US Airways, Inc. 401(k) Savings Plan
Like many 401(k) plans sponsored by employers across the country, particularly in the late 1990s and early 2000s, the menu of investment options for participants in the US Airways defined contribution plan encompassed 12 diversified investment funds and a Company Stock Fund. The Company Stock Fund held only stock in US Airways’ parent company and enough cash to satisfy transfers and payments, usually about 10 percent of fund assets. Participants were barred from investing employer matching contributions in the Company Stock Fund, and after withdrawing assets from the Company Stock Fund, participants had to wait 30 days to reinvest in the fund. Moreover, plan literature, including the summary plan description, cautioned participants about the volatility and risk of investing in a single-security option.
US Airways, the named plan administrator, delegated authority to make decisions about plan investment options to the Pension Investment Committee (“PIC”), whose members included US Airways’ chief financial officer. The PIC met regularly to review investment options and to consult with financial advisers and investment professionals and reported to the board of directors.
The Company Stock Fund was authorized, but not mandated, by the governing plan documents. Indeed, the plan documents specified that if the plan’s investment options included a fund for company stock, then US Airways (or its delegate, the PIC) had the obligation to monitor the continued suitability of company stock.

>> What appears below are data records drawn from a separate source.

#[cfg(test)]
mod tests {
    use chrono::{Duration, NaiveDate, Weekday};
    use standup::libs::calendar::{has_non_working_gap, weekday_from_index, CalendarError, WorkingCalendar};
    use standup::libs::config::CalendarConfig;
    use test_context::{test_context, TestContext};

    struct CalendarTestContext {
        calendar: WorkingCalendar,
    }

    impl TestContext for CalendarTestContext {
        fn setup() -> Self {
            CalendarTestContext {
                calendar: CalendarConfig::default().to_calendar().unwrap(),
            }
        }
    }

    fn date(y: i32, m: u32, d: u32) -> NaiveDate {
        NaiveDate::from_ymd_opt(y, m, d).unwrap()
    }

    #[test_context(CalendarTestContext)]
    #[test]
    fn test_monday_looks_back_to_friday(ctx: &mut CalendarTestContext) {
        let window = ctx.calendar.window(date(2021, 5, 17));
        assert_eq!(window.previous_working_day, date(2021, 5, 14));
        assert!(window.has_gap);
    }

    #[test_context(CalendarTestContext)]
    #[test]
    fn test_tuesday_looks_back_to_monday(ctx: &mut CalendarTestContext) {
        let window = ctx.calendar.window(date(2021, 5, 18));
        assert_eq!(window.previous_working_day, date(2021, 5, 17));
        assert!(!window.has_gap);
    }

    #[test_context(CalendarTestContext)]
    #[test]
    fn test_single_holiday_is_skipped(ctx: &mut CalendarTestContext) {
        // Thursday 2021-05-13 is a holiday
        let window = ctx.calendar.window(date(2021, 5, 14));
        assert_eq!(window.previous_working_day, date(2021, 5, 12));
        assert!(window.has_gap);
    }

    #[test_context(CalendarTestContext)]
    #[test]
    fn test_long_weekend_spans_holidays_and_weekend(ctx: &mut CalendarTestContext) {
        // Good Friday, the weekend and Easter Monday are all off
        let window = ctx.calendar.window(date(2021, 4, 6));
        assert_eq!(window.previous_working_day, date(2021, 4, 1));
        assert!(window.has_gap);
        assert_eq!((window.reference - window.previous_working_day).num_days() - 1, 4);
    }

    #[test_context(CalendarTestContext)]
    #[test]
    fn test_non_working_reference_date(ctx: &mut CalendarTestContext) {
        let window = ctx.calendar.window(date(2021, 5, 16));
        assert_eq!(window.previous_working_day, date(2021, 5, 14));
        assert!(window.has_gap);
    }

    #[test_context(CalendarTestContext)]
    #[test]
    fn test_working_day_rules(ctx: &mut CalendarTestContext) {
        assert!(ctx.calendar.is_working_day(date(2021, 5, 17)));
        assert!(!ctx.calendar.is_working_day(date(2021, 5, 15)));
        assert!(!ctx.calendar.is_working_day(date(2021, 5, 16)));
        assert!(ctx.calendar.is_holiday(date(2021, 12, 25)));
        assert!(!ctx.calendar.is_working_day(date(2021, 5, 13)));
    }

    #[test_context(CalendarTestContext)]
    #[test]
    fn test_previous_working_day_over_a_year(ctx: &mut CalendarTestContext) {
        let mut day = date(2021, 1, 1);
        while day <= date(2021, 12, 31) {
            let previous = ctx.calendar.previous_working_day(day);
            assert!(previous < day, "{} is not before {}", previous, day);
            assert!(ctx.calendar.is_working_day(previous));

            let mut between = previous + Duration::days(1);
            while between < day {
                assert!(!ctx.calendar.is_working_day(between), "{} lies between {} and {}", between, previous, day);
                between = between + Duration::days(1);
            }
            day = day + Duration::days(1);
        }
    }

    #[test]
    fn test_gap_is_counted_in_calendar_days() {
        let previous = date(2021, 5, 14);
        assert!(!has_non_working_gap(previous, date(2021, 5, 15)));
        for offset in 2..6 {
            assert!(has_non_working_gap(previous, previous + Duration::days(offset)));
        }
    }

    #[test]
    fn test_single_working_weekday() {
        let calendar = WorkingCalendar::new([Weekday::Wed], Vec::<NaiveDate>::new()).unwrap();
        assert_eq!(calendar.previous_working_day(date(2021, 5, 19)), date(2021, 5, 12));
        assert!(calendar.window(date(2021, 5, 19)).has_gap);
    }

    #[test]
    fn test_weekend_only_calendar() {
        let calendar = WorkingCalendar::new([Weekday::Sat, Weekday::Sun], Vec::<NaiveDate>::new()).unwrap();
        let window = calendar.window(date(2021, 5, 16));
        assert_eq!(window.previous_working_day, date(2021, 5, 15));
        assert!(!window.has_gap);
    }

    #[test]
    fn test_empty_weekdays_fail_fast() {
        let result = WorkingCalendar::new(Vec::<Weekday>::new(), vec![date(2021, 1, 1)]);
        assert_eq!(result.unwrap_err(), CalendarError::NoWorkingWeekdays);

        let result = WorkingCalendar::from_config(&[], &[]);
        assert_eq!(result.unwrap_err(), CalendarError::NoWorkingWeekdays);
    }

    #[test]
    fn test_invalid_config_values() {
        assert_eq!(
            WorkingCalendar::from_config(&[1, 7], &[]).unwrap_err(),
            CalendarError::InvalidWeekday(7)
        );
        assert_eq!(
            WorkingCalendar::from_config(&[1], &["2021/05/01".to_string()]).unwrap_err(),
            CalendarError::InvalidHoliday("2021/05/01".to_string())
        );
    }

    #[test]
    fn test_weekday_indices_start_on_sunday() {
        assert_eq!(weekday_from_index(0).unwrap(), Weekday::Sun);
        assert_eq!(weekday_from_index(1).unwrap(), Weekday::Mon);
        assert_eq!(weekday_from_index(6).unwrap(), Weekday::Sat);
    }
}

Difficult Times at US Airways and the PIC’s Response
US Airways’ financial condition began a serious decline in the wake of the September 11 attacks. Its stock price had already declined from $11.62 to $4.48 from September 10 to October 1, the first day of the class period certified by the district court (October 1, 2001 to June 27, 2002). The value of the Company Stock Fund declined concomitantly. The share price increased to $6.34 by the end of 2001, and stayed at approximately the same level into April 2002.
US Airways took various steps to attempt to gain control over spiraling costs and diminishing liquidity, such as cutting its workforce, expanding its use of regional jets and turbo-prop aircraft and borrowing against its fleet. By April 2002, US Airways recognized that these efforts were inadequate and thus turned to a federal government agency, the Air Transportation Stabilization Board (“ATSB”), for assistance. Its stock price remained largely unchanged despite these endeavors.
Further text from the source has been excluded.